Ensour’s ‘no’

تم نشره في Sun 16 March / Mar 2014. 09:09 PM - آخر تعديل في Tue 1 April / Apr 2014. 06:01 PM

By Muhammad Aburumman

The meetings between decision makers to discuss the repercussions of the Israeli crime, that is the killing of the martyr, Judge Raed Zuaiter, ended with three “no” by the premier: No to expelling the Israeli ambassador; no to recalling the Jordanian ambassador in Israel, and no to freeing Ahmad Daqamseh. Additionally, there was a big no: No to scraping the Wadi Araba agreement.

That decision was conveyed to the Speaker of the Lower House, Atif Tarawneh, who was in the loop in regards to the “state’s” decision.
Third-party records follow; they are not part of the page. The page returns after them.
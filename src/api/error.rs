// ==========================================
// 合同录入引擎 - API层错误类型
// ==========================================
// 职责: 汇总仓储/引擎/保存错误，提供本地化的用户提示
// 约束: 目录配置错误与普通校验失败分开报告
// ==========================================

use crate::engine::error::{DraftValidationError, EngineError};
use crate::engine::persistence_coordinator::{CommitError, CommitStep};
use crate::i18n::{t, t_with_args};
use crate::repository::error::RepositoryError;
use thiserror::Error;

/// API层错误类型
#[derive(Error, Debug)]
pub enum ApiError {
    // ==========================================
    // 业务规则错误
    // ==========================================
    #[error("无效输入: {0}")]
    InvalidInput(String),

    #[error("资源未找到: {0}")]
    NotFound(String),

    #[error("业务规则违反: {0}")]
    BusinessRuleViolation(String),

    /// 草稿编辑被拒绝（条款不存在、配额越界或约束违反）
    #[error("草稿编辑被拒绝: {0}")]
    DraftEditRejected(EngineError),

    /// 保存前校验失败（零写入）
    #[error("数据验证失败: {0}")]
    ValidationError(DraftValidationError),

    // ==========================================
    // 目录与保存
    // ==========================================
    #[error("目录配置错误 (table={table}): {message}")]
    CatalogMisconfiguration { table: String, message: String },

    #[error("保存失败 (step={step}): {reason}")]
    SaveFailed {
        step: CommitStep,
        contract_id: Option<String>,
        committed_steps: Vec<CommitStep>,
        rolled_back: bool,
        reason: String,
    },

    // ==========================================
    // 数据访问错误
    // ==========================================
    #[error("数据库错误: {0}")]
    DatabaseError(String),

    #[error("数据库连接失败: {0}")]
    DatabaseConnectionError(String),

    #[error("数据库事务失败: {0}")]
    DatabaseTransactionError(String),

    #[error("配置错误: {0}")]
    ConfigError(String),

    // ==========================================
    // 通用错误
    // ==========================================
    #[error("内部错误: {0}")]
    InternalError(String),

    #[error(transparent)]
    Other(#[from] anyhow::Error),
}

// ==========================================
// 从 RepositoryError 转换
// ==========================================
impl From<RepositoryError> for ApiError {
    fn from(err: RepositoryError) -> Self {
        match err {
            RepositoryError::NotFound { entity, id } => {
                ApiError::NotFound(format!("{}(id={})不存在", entity, id))
            }
            RepositoryError::DatabaseConnectionError(msg) => ApiError::DatabaseConnectionError(msg),
            RepositoryError::DatabaseTransactionError(msg) => ApiError::DatabaseTransactionError(msg),
            RepositoryError::LockError(msg) => {
                ApiError::DatabaseConnectionError(format!("数据库锁获取失败: {}", msg))
            }
            RepositoryError::DatabaseQueryError(msg) => ApiError::DatabaseError(msg),
            RepositoryError::UniqueConstraintViolation(msg) => {
                ApiError::BusinessRuleViolation(format!("唯一约束违反: {}", msg))
            }
            RepositoryError::ForeignKeyViolation(msg) => {
                ApiError::BusinessRuleViolation(format!("外键约束违反: {}", msg))
            }
            RepositoryError::FieldValueError { field, message } => {
                ApiError::InvalidInput(format!("字段{}错误: {}", field, message))
            }
            RepositoryError::InternalError(msg) => ApiError::InternalError(msg),
            RepositoryError::Other(err) => ApiError::Other(err),
        }
    }
}

// ==========================================
// 从引擎错误转换
// ==========================================
impl From<EngineError> for ApiError {
    fn from(err: EngineError) -> Self {
        match err {
            EngineError::CatalogMisconfiguration { table, message } => {
                ApiError::CatalogMisconfiguration { table, message }
            }
            other => ApiError::DraftEditRejected(other),
        }
    }
}

impl From<DraftValidationError> for ApiError {
    fn from(err: DraftValidationError) -> Self {
        ApiError::ValidationError(err)
    }
}

impl From<CommitError> for ApiError {
    fn from(err: CommitError) -> Self {
        match err {
            CommitError::Validation(e) => ApiError::ValidationError(e),
            CommitError::Persistence {
                failed_step,
                contract_id,
                committed_steps,
                rolled_back,
                source,
            } => ApiError::SaveFailed {
                step: failed_step,
                contract_id,
                committed_steps,
                rolled_back,
                reason: source.to_string(),
            },
        }
    }
}

// ==========================================
// 用户提示
// ==========================================
impl ApiError {
    /// 本地化的用户提示（随当前 locale）
    pub fn user_message(&self) -> String {
        match self {
            ApiError::ValidationError(e) => validation_message(e),
            ApiError::DraftEditRejected(e) => engine_message(e),
            ApiError::CatalogMisconfiguration { table, .. } => {
                t_with_args("error.catalog_misconfiguration", &[("table", table.as_str())])
            }
            ApiError::SaveFailed {
                step,
                contract_id: Some(contract_id),
                rolled_back: false,
                ..
            } => t_with_args(
                "error.save_partial",
                &[("step", step_label(*step).as_str()), ("contract_id", contract_id.as_str())],
            ),
            ApiError::SaveFailed { step, .. } => {
                t_with_args("error.save_failed", &[("step", step_label(*step).as_str())])
            }
            ApiError::NotFound(what) => t_with_args("error.not_found", &[("what", what.as_str())]),
            ApiError::InvalidInput(reason) | ApiError::BusinessRuleViolation(reason) => {
                t_with_args("error.invalid_input", &[("reason", reason.as_str())])
            }
            ApiError::DatabaseError(_)
            | ApiError::DatabaseConnectionError(_)
            | ApiError::DatabaseTransactionError(_) => t("error.database"),
            ApiError::ConfigError(_) | ApiError::InternalError(_) | ApiError::Other(_) => {
                t("error.internal")
            }
        }
    }
}

/// 保存步骤的本地化名称
pub fn step_label(step: CommitStep) -> String {
    t(&format!("step.{}", step.as_str()))
}

fn validation_message(err: &DraftValidationError) -> String {
    match err {
        DraftValidationError::BasicInfoIncomplete { missing } => {
            t_with_args("error.validation.basic_info", &[("fields", missing.join(", ").as_str())])
        }
        DraftValidationError::IncotermIncomplete { missing } => {
            t_with_args("error.validation.incoterm", &[("fields", missing.join(", ").as_str())])
        }
        DraftValidationError::TermWithoutFormula { kind, id } => t_with_args(
            "error.validation.term_without_formula",
            &[("kind", kind.to_string().as_str()), ("term", id.to_string().as_str())],
        ),
    }
}

fn engine_message(err: &EngineError) -> String {
    match err {
        EngineError::CatalogMisconfiguration { table, .. } => {
            t_with_args("error.catalog_misconfiguration", &[("table", table.as_str())])
        }
        EngineError::UnknownTerm { kind, id } => t_with_args(
            "error.unknown_term",
            &[("kind", kind.to_string().as_str()), ("term", id.to_string().as_str())],
        ),
        EngineError::QuotaIndexOutOfRange { index, total } => t_with_args(
            "error.quota_index",
            &[("index", index.to_string().as_str()), ("total", total.to_string().as_str())],
        ),
        EngineError::DryExceedsWet { month, tms, tmh } => t_with_args(
            "error.dry_exceeds_wet",
            &[
                ("month", month.as_str()),
                ("tms", tms.to_string().as_str()),
                ("tmh", tmh.to_string().as_str()),
            ],
        ),
    }
}

/// Result 类型别名
pub type ApiResult<T> = Result<T, ApiError>;

#[cfg(test)]
mod tests {
    use super::*;
    use crate::domain::terms::TermId;
    use crate::domain::types::TermKind;

    #[test]
    fn test_catalog_misconfiguration_is_not_validation() {
        let err: ApiError = EngineError::CatalogMisconfiguration {
            table: "payable_formula".to_string(),
            message: "missing".to_string(),
        }
        .into();
        assert!(matches!(err, ApiError::CatalogMisconfiguration { .. }));

        let err: ApiError = EngineError::UnknownTerm {
            kind: TermKind::Penalty,
            id: TermId(4),
        }
        .into();
        assert!(matches!(err, ApiError::DraftEditRejected(_)));
    }

    #[test]
    fn test_commit_error_conversion_keeps_step() {
        let err: ApiError = CommitError::Persistence {
            failed_step: CommitStep::InsertPenalties,
            contract_id: Some("C-1".to_string()),
            committed_steps: vec![CommitStep::CreateContract, CommitStep::InsertQuotas],
            rolled_back: false,
            source: RepositoryError::ForeignKeyViolation("FOREIGN KEY constraint failed".to_string()),
        }
        .into();

        match err {
            ApiError::SaveFailed {
                step,
                contract_id,
                committed_steps,
                ..
            } => {
                assert_eq!(step, CommitStep::InsertPenalties);
                assert_eq!(contract_id.as_deref(), Some("C-1"));
                assert_eq!(committed_steps.len(), 2);
            }
            other => panic!("Expected SaveFailed, got {:?}", other),
        }
    }

    #[test]
    fn test_repository_error_mapping() {
        let err: ApiError = RepositoryError::LockError("poisoned".to_string()).into();
        assert!(matches!(err, ApiError::DatabaseConnectionError(_)));

        let err: ApiError = RepositoryError::UniqueConstraintViolation("UNIQUE".to_string()).into();
        assert!(matches!(err, ApiError::BusinessRuleViolation(_)));
    }
}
He is expected to explain it to the blocs during his meeting with them, before next Tuesday’s session.

The “decision makers” at the state told the Lower House, clearly, that their requests, on which the Lower House’s confidence in the government is dependent, are not acceptable, and “go head to head with the state’s higher interests”.
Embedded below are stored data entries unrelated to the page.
// ==========================================
// 合同录入引擎 - 引擎层
// ==========================================
// 职责: 配额生成、章节向导、经济条款、保存协调
// 红线: Engine 不拼 SQL，数据访问经 CatalogSource / ContractStore 接口
// ==========================================

pub mod catalog_loader;
pub mod commit_plan;
pub mod draft_session;
pub mod draft_transitions;
pub mod economic_terms;
pub mod error;
pub mod persistence_coordinator;
pub mod quota_scheduler;
pub mod section_wizard;

// 重导出核心引擎
pub use catalog_loader::{load_catalog, CatalogSource};
pub use commit_plan::CommitPlan;
pub use draft_session::{DispatchOutcome, DraftEvent, DraftSession};
pub use draft_transitions::QuotaEdit;
pub use error::{DraftValidationError, EngineError, EngineResult};
pub use persistence_coordinator::{
    CommitError, CommitReceipt, CommitStep, ContractStore, ContractWriter, PersistenceCoordinator,
};
pub use quota_scheduler::{generate_quotas, generate_quotas_with, quotas_match_window};
pub use section_wizard::{SectionStatus, SectionWizard, Transition};
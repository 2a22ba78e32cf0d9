// ==========================================
// 合同录入引擎 - 配置层
// ==========================================
// 职责: 系统配置管理
// 存储: config_kv 表
// ==========================================

pub mod config_manager;
pub mod engine_config;

// 重导出核心配置管理器
pub use config_manager::{config_keys, ConfigManager};
pub use engine_config::{CommitMode, ContractNumbering, EngineConfig, QuotaDefaults};
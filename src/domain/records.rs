// ==========================================
// 合同录入引擎 - 持久化记录形态
// ==========================================
// 对应表: contract / contract_quota / contract_payable / contract_penalty /
//         contract_quality_spec / contract_refining_expense
// 说明: 子表记录不含 contract_id，由写入方在插入时绑定父合同
// ==========================================

use chrono::{NaiveDate, NaiveDateTime};
use serde::{Deserialize, Serialize};

use crate::domain::types::{ContractStatus, ContractType, SpecType};

/// 合同主记录（写入前）
///
/// contract_number 与 status 由写入方生成
#[derive(Debug, Clone, PartialEq, Serialize, Deserialize)]
pub struct NewContractRecord {
    pub contract_type: ContractType,
    pub vendor_id: String,
    pub buyer_id: String,
    pub product_id: String,
    pub country_id: String,
    pub start_month: NaiveDate,
    pub end_month: NaiveDate,
    pub incoterm_id: String,
    pub delivery_location: String,
}

/// 合同主记录写入结果
#[derive(Debug, Clone, PartialEq, Eq, Serialize, Deserialize)]
pub struct ContractHeader {
    pub contract_id: String,
    pub contract_number: String,
    pub status: ContractStatus,
}

/// 已落库的合同
#[derive(Debug, Clone, PartialEq, Serialize, Deserialize)]
pub struct StoredContract {
    pub header: ContractHeader,
    pub record: NewContractRecord,
    pub created_at: NaiveDateTime,
}

#[derive(Debug, Clone, PartialEq, Serialize, Deserialize)]
pub struct ContractQuotaRecord {
    pub month: NaiveDate,
    pub tmh: f64,
    pub tms: f64,
    pub h2o_percentage: f64,
}

#[derive(Debug, Clone, PartialEq, Serialize, Deserialize)]
pub struct ContractPayableRecord {
    pub formula_id: String,
    pub metal: Option<String>,
    pub deduction_value: Option<f64>,
    pub deduction_unit: Option<String>,
    pub balance_percentage: Option<f64>,
    pub market_index_id: Option<String>,
    pub formula_text: String,
}

#[derive(Debug, Clone, PartialEq, Serialize, Deserialize)]
pub struct ContractPenaltyRecord {
    pub formula_id: String,
    pub metal: Option<String>,
    pub amount_usd: Option<f64>,
    pub lower_limit: Option<f64>,
    pub lower_limit_unit: Option<String>,
    pub upper_limit: Option<f64>,
    pub upper_limit_unit: Option<String>,
    pub penalty_formula: String,
}

#[derive(Debug, Clone, PartialEq, Serialize, Deserialize)]
pub struct ContractQualitySpecRecord {
    pub metal: String,
    pub spec_type: SpecType,
    pub min_value: Option<f64>,
    pub max_value: Option<f64>,
    pub unit: String,
    pub formula_text: String,
}

#[derive(Debug, Clone, PartialEq, Serialize, Deserialize)]
pub struct ContractRefiningExpenseRecord {
    pub formula_id: String,
    pub metal: Option<String>,
    pub amount_usd: Option<f64>,
    pub unit: Option<String>,
    pub formula_text: String,
}

/// 合同及全部子记录（只读展示）
#[derive(Debug, Clone, PartialEq, Serialize, Deserialize)]
pub struct ContractDetail {
    pub contract: StoredContract,
    pub quotas: Vec<ContractQuotaRecord>,
    pub payables: Vec<ContractPayableRecord>,
    pub penalties: Vec<ContractPenaltyRecord>,
    pub quality_specs: Vec<ContractQualitySpecRecord>,
    pub refining_expenses: Vec<ContractRefiningExpenseRecord>,
}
That means the case is no longer about the deputies relationship with the government, but about the stance of the other key decision makers, who the MPs will avoid attacking.
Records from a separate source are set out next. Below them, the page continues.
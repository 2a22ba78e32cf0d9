// ==========================================
// 合同录入引擎 - 命令行入口
// ==========================================
// 用法:
//   contract-authoring commit <draft.json>       保存草稿，输出回执(JSON)
//   contract-authoring from-template <template_id> 输出模板预填草稿(JSON)
//   contract-authoring show <contract_id>         输出已保存合同(JSON)
//   contract-authoring templates                  列出合同模板
//   contract-authoring config                     输出配置快照
// 环境变量:
//   CONTRACT_AUTHORING_DB_PATH  数据库路径
//   CONTRACT_AUTHORING_LOCALE   提示语言（es / en）
//   CONTRACT_AUTHORING_LOG_FORMAT  日志格式（text / json，默认 text）
// ==========================================

use std::path::PathBuf;

use anyhow::{bail, Context};
use contract_authoring::api::{ApiError, ContractApi};
use contract_authoring::domain::ContractDraft;
use contract_authoring::{i18n, logging};

#[tokio::main]
async fn main() -> anyhow::Result<()> {
    match std::env::var("CONTRACT_AUTHORING_LOG_FORMAT") {
        Ok(format) if format.trim().eq_ignore_ascii_case("json") => logging::init_json(),
        _ => logging::init(),
    }

    if let Ok(locale) = std::env::var("CONTRACT_AUTHORING_LOCALE") {
        i18n::set_locale(locale.trim());
    }

    let mut args = std::env::args().skip(1);
    let command = args.next().unwrap_or_default();
    let argument = args.next();

    let db_path = default_db_path();
    tracing::info!("{} v{} 使用数据库: {}", contract_authoring::APP_NAME, contract_authoring::VERSION, db_path);
    let api = ContractApi::open(&db_path).map_err(report)?;

    match (command.as_str(), argument) {
        ("commit", Some(path)) => {
            let raw = std::fs::read_to_string(&path).with_context(|| format!("读取草稿文件失败: {}", path))?;
            let draft: ContractDraft =
                serde_json::from_str(&raw).with_context(|| format!("草稿JSON解析失败: {}", path))?;

            let session = api.open_session_with_draft(draft).await.map_err(report)?;
            let receipt = api.save(&session).map_err(report)?;
            println!("{}", serde_json::to_string_pretty(&receipt)?);
        }
        ("from-template", Some(template_id)) => {
            let session = api.open_session_from_template(&template_id).await.map_err(report)?;
            println!("{}", serde_json::to_string_pretty(session.draft())?);
        }
        ("show", Some(contract_id)) => {
            let detail = api.get_contract(&contract_id).map_err(report)?;
            println!("{}", serde_json::to_string_pretty(&detail)?);
        }
        ("templates", _) => {
            let templates = api.list_templates().map_err(report)?;
            println!("{}", serde_json::to_string_pretty(&templates)?);
        }
        ("config", _) => {
            let snapshot = api
                .config_manager()
                .get_config_snapshot()
                .map_err(|e| anyhow::anyhow!("{}", e))?;
            println!("{}", snapshot);
        }
        _ => bail!(
            "用法: contract-authoring <commit <draft.json> | from-template <template_id> | show <contract_id> | templates | config>"
        ),
    }

    Ok(())
}

/// 输出本地化提示，保留原始错误链
fn report(err: ApiError) -> anyhow::Error {
    eprintln!("{}", err.user_message());
    anyhow::Error::new(err)
}

/// 默认数据库路径
fn default_db_path() -> String {
    // 允许通过环境变量显式指定 DB 路径（便于调试/测试/CI）
    if let Ok(path) = std::env::var("CONTRACT_AUTHORING_DB_PATH") {
        let trimmed = path.trim();
        if !trimmed.is_empty() {
            return trimmed.to_string();
        }
    }

    let mut path = PathBuf::from("./contract_authoring.db");
    if let Some(data_dir) = dirs::data_dir() {
        let dir = data_dir.join("contract-authoring");
        if std::fs::create_dir_all(&dir).is_ok() {
            path = dir.join("contract_authoring.db");
        }
    }

    path.to_string_lossy().to_string()
}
The equation flipped entirely; the talk is no longer about what is required of Israel, or about cornering Dr. Abdullah Ensour's government, it became about how the Lower House is cornered now, especially after the vote of no-confidence is due during the next session on Tuesday (While, paradoxically, the government began, along with the other decision-making centers, thinking about a way in which they can reduce the size of the Lower House’s losses).

Why do we think the Lower House is weak in this scenario?

The only card it has is the vote of no-confidence, and it needs a majority, that is 76 deputies. According to experts in parliamentary affairs, this is a huge number. If in actuality a vote of confidence is reached, the deputies will fail and give the government more power and trust on one hand, and weaken themselves on the other.

What we see is “dark comedy”; poor diplomatic stance and weak rhetoric against Israel, while the crisis has turned into an internal one. The image of the Lower House is getting worse, described by a scene from the Madraset Al Moshaghebeen* play, when Adel Imam said “you put yourself in silly situations”. Does the Lower House have a different opinion?



*School of the Brats, an Arabic play

This article is an edited translation from the Arabic edition.